╭──

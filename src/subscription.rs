//! Per-key listeners and the state update/invalidate paths.
//!
//! `update_state` writes through to the store and then calls every listener
//! for the key with `(Some(new), previous)`. `invalidate_state` removes the
//! entry and calls every listener with `(None, None)`, meaning "your copy is
//! no longer valid, fetch fresh data".
//!
//! Dispatch is synchronous, in registration order, over a snapshot of the
//! listener list taken before the first call, so subscribing or unsubscribing
//! from inside a listener affects only later dispatches. A panicking listener
//! is caught and logged; the remaining listeners still run.

use crate::entry::CacheOptions;
use crate::key::CacheKey;
use crate::store::CacheStore;
use dashmap::DashMap;
use serde_json::Value;
use std::panic::{catch_unwind, AssertUnwindSafe};
use std::sync::atomic::{AtomicU64, Ordering};
use std::sync::Arc;

/// Listener callback: `(new_value, previous_value)`.
///
/// `(None, None)` is the invalidation signal.
pub type Listener = Arc<dyn Fn(Option<&Value>, Option<&Value>) + Send + Sync>;

type ListenerMap = DashMap<String, Vec<(u64, Listener)>>;

/// Registry of per-key listeners, writing through to a [`CacheStore`].
///
/// Cheap to clone; clones share listeners and store.
///
/// # Example
///
/// ```
/// use cache_sync::{CacheConfig, CacheOptions, CacheStore, SubscriptionRegistry};
/// use cache_sync::storage::MemoryStorage;
/// use serde_json::json;
/// use std::sync::Arc;
///
/// let store = Arc::new(CacheStore::new(CacheConfig::default(), MemoryStorage::new()));
/// let registry = SubscriptionRegistry::new(store);
///
/// let subscription = registry.subscribe("course:42", |new, old| {
///     println!("course:42 changed from {:?} to {:?}", old, new);
/// });
/// registry.update_state("course:42", json!({"title": "Compilers"}), &CacheOptions::default());
/// subscription.unsubscribe();
/// ```
#[derive(Clone)]
pub struct SubscriptionRegistry {
    store: Arc<CacheStore>,
    listeners: Arc<ListenerMap>,
    next_id: Arc<AtomicU64>,
}

impl SubscriptionRegistry {
    pub fn new(store: Arc<CacheStore>) -> Self {
        SubscriptionRegistry {
            store,
            listeners: Arc::new(DashMap::new()),
            next_id: Arc::new(AtomicU64::new(1)),
        }
    }

    pub fn store(&self) -> &Arc<CacheStore> {
        &self.store
    }

    /// Register a closure for `key`.
    pub fn subscribe<F>(&self, key: impl Into<CacheKey>, listener: F) -> Subscription
    where
        F: Fn(Option<&Value>, Option<&Value>) + Send + Sync + 'static,
    {
        self.subscribe_listener(key, Arc::new(listener))
    }

    /// Register a shared listener for `key`.
    ///
    /// Registering the same `Arc` twice for one key is a no-op; the returned
    /// handle refers to the existing registration.
    pub fn subscribe_listener(&self, key: impl Into<CacheKey>, listener: Listener) -> Subscription {
        let key = key.into().storage_key();
        let mut slot = self.listeners.entry(key.clone()).or_default();

        let existing = slot
            .iter()
            .find(|(_, l)| Arc::ptr_eq(l, &listener))
            .map(|(id, _)| *id);
        let id = match existing {
            Some(id) => id,
            None => {
                let id = self.next_id.fetch_add(1, Ordering::Relaxed);
                slot.push((id, listener));
                id
            }
        };
        drop(slot);

        debug!("Subscribed listener {} to {}", id, key);
        Subscription {
            key,
            id,
            listeners: Arc::clone(&self.listeners),
        }
    }

    /// Number of listeners registered for `key`.
    pub fn listener_count(&self, key: impl Into<CacheKey>) -> usize {
        self.listeners
            .get(&key.into().storage_key())
            .map(|slot| slot.len())
            .unwrap_or(0)
    }

    /// Write `value` through to the store, then notify listeners with
    /// `(new, previous)`.
    pub fn update_state(&self, key: impl Into<CacheKey>, value: Value, options: &CacheOptions) {
        let key = key.into();
        let previous = self.store.write_value(&key, value.clone(), options);
        self.dispatch(&key.storage_key(), Some(&value), previous.as_ref());
    }

    /// Remove the entry, then signal every listener with `(None, None)`.
    pub fn invalidate_state(&self, key: impl Into<CacheKey>) {
        let key = key.into();
        self.store.invalidate(&key);
        self.dispatch(&key.storage_key(), None, None);
    }

    fn dispatch(&self, key: &str, new: Option<&Value>, previous: Option<&Value>) {
        let snapshot: Vec<(u64, Listener)> = match self.listeners.get(key) {
            Some(slot) => slot.clone(),
            None => return,
        };

        for (id, listener) in snapshot {
            let outcome = catch_unwind(AssertUnwindSafe(|| listener(new, previous)));
            if let Err(panic) = outcome {
                let message = panic
                    .downcast_ref::<&str>()
                    .map(|s| s.to_string())
                    .or_else(|| panic.downcast_ref::<String>().cloned())
                    .unwrap_or_else(|| "non-string panic payload".to_string());
                error!("Listener {} for {} panicked: {}", id, key, message);
            }
        }
    }
}

/// Handle to a registration. Call [`Subscription::unsubscribe`] to remove it.
///
/// Dropping the handle leaves the listener registered.
#[must_use = "dropping a Subscription keeps the listener registered; call unsubscribe() to remove it"]
pub struct Subscription {
    key: String,
    id: u64,
    listeners: Arc<ListenerMap>,
}

impl Subscription {
    pub fn key(&self) -> &str {
        &self.key
    }

    pub fn unsubscribe(self) {
        let now_empty = match self.listeners.get_mut(&self.key) {
            Some(mut slot) => {
                slot.retain(|(id, _)| *id != self.id);
                slot.is_empty()
            }
            None => false,
        };
        if now_empty {
            self.listeners.remove_if(&self.key, |_, slot| slot.is_empty());
        }
        debug!("Unsubscribed listener {} from {}", self.id, self.key);
    }
}

#[cfg(test)]
mod tests {
    use super::*;
    use crate::clock::MockClock;
    use crate::storage::MemoryStorage;
    use crate::store::CacheConfig;
    use serde_json::json;
    use std::sync::Mutex;

    type Calls = Arc<Mutex<Vec<(Option<Value>, Option<Value>)>>>;

    fn registry() -> SubscriptionRegistry {
        let store = CacheStore::with_clock(
            CacheConfig::default(),
            MemoryStorage::new(),
            Arc::new(MockClock::default()),
        );
        SubscriptionRegistry::new(Arc::new(store))
    }

    fn recorder(calls: &Calls) -> impl Fn(Option<&Value>, Option<&Value>) + Send + Sync + 'static {
        let calls = Arc::clone(calls);
        move |new, old| {
            calls
                .lock()
                .expect("lock")
                .push((new.cloned(), old.cloned()));
        }
    }

    #[test]
    fn test_update_delivers_new_and_previous() {
        let registry = registry();
        registry.update_state("k", json!("v1"), &CacheOptions::default());

        let calls: Calls = Arc::default();
        let _sub = registry.subscribe("k", recorder(&calls));
        registry.update_state("k", json!("v2"), &CacheOptions::default());

        let calls = calls.lock().expect("lock");
        assert_eq!(calls.len(), 1);
        assert_eq!(calls[0], (Some(json!("v2")), Some(json!("v1"))));
        assert_eq!(registry.store().read::<String>("k").as_deref(), Some("v2"));
    }

    #[test]
    fn test_invalidate_signals_absent_absent() {
        let registry = registry();
        registry.update_state("k", json!(1), &CacheOptions::default());

        let first: Calls = Arc::default();
        let second: Calls = Arc::default();
        let _a = registry.subscribe("k", recorder(&first));
        let _b = registry.subscribe("k", recorder(&second));

        registry.invalidate_state("k");

        assert_eq!(first.lock().expect("lock").as_slice(), &[(None, None)]);
        assert_eq!(second.lock().expect("lock").as_slice(), &[(None, None)]);
        assert!(!registry.store().has("k"));
    }

    #[test]
    fn test_duplicate_listener_is_idempotent() {
        let registry = registry();
        let calls: Calls = Arc::default();
        let listener: Listener = Arc::new(recorder(&calls));

        let a = registry.subscribe_listener("k", Arc::clone(&listener));
        let _b = registry.subscribe_listener("k", Arc::clone(&listener));
        assert_eq!(registry.listener_count("k"), 1);

        registry.update_state("k", json!(1), &CacheOptions::default());
        assert_eq!(calls.lock().expect("lock").len(), 1);

        a.unsubscribe();
        assert_eq!(registry.listener_count("k"), 0);
    }

    #[test]
    fn test_listeners_fire_in_registration_order() {
        let registry = registry();
        let order = Arc::new(Mutex::new(Vec::new()));

        let mut subs = Vec::new();
        for n in 0..3 {
            let order = Arc::clone(&order);
            subs.push(registry.subscribe("k", move |_, _| order.lock().expect("lock").push(n)));
        }

        registry.invalidate_state("k");
        assert_eq!(*order.lock().expect("lock"), vec![0, 1, 2]);
    }

    #[test]
    fn test_panicking_listener_is_isolated() {
        let registry = registry();
        let calls: Calls = Arc::default();

        let _bad = registry.subscribe("k", |_, _| panic!("listener bug"));
        let _good = registry.subscribe("k", recorder(&calls));

        registry.update_state("k", json!(1), &CacheOptions::default());
        assert_eq!(calls.lock().expect("lock").len(), 1);
        assert!(registry.store().has("k"));
    }

    #[test]
    fn test_unsubscribe_during_dispatch_uses_snapshot() {
        let registry = registry();
        let calls: Calls = Arc::default();

        let later: Arc<Mutex<Option<Subscription>>> = Arc::default();
        let later_handle = Arc::clone(&later);
        let _first = registry.subscribe("k", move |_, _| {
            if let Some(sub) = later_handle.lock().expect("lock").take() {
                sub.unsubscribe();
            }
        });
        *later.lock().expect("lock") = Some(registry.subscribe("k", recorder(&calls)));

        registry.invalidate_state("k");
        assert_eq!(calls.lock().expect("lock").len(), 1, "snapshot still includes it");

        registry.invalidate_state("k");
        assert_eq!(calls.lock().expect("lock").len(), 1, "removed for later dispatches");
    }

    #[test]
    fn test_keys_are_isolated() {
        let registry = registry();
        let calls: Calls = Arc::default();
        let _sub = registry.subscribe("a", recorder(&calls));

        registry.update_state("b", json!(1), &CacheOptions::default());
        assert!(calls.lock().expect("lock").is_empty());
    }
}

╰──

** Your objective **
Where a line of the data holds "Some", show that line.

** Completed task **
//! for the key with `(Some(new), previous)`. `invalidate_state` removes the
            Some(id) => id,
        self.dispatch(&key.storage_key(), Some(&value), previous.as_ref());
            Some(slot) => slot.clone(),
            Some(mut slot) => {
        assert_eq!(calls[0], (Some(json!("v2")), Some(json!("v1"))));
        assert_eq!(registry.store().read::<String>("k").as_deref(), Some("v2"));
            if let Some(sub) = later_handle.lock().expect("lock").take() {
        *later.lock().expect("lock") = Some(registry.subscribe("k", recorder(&calls)));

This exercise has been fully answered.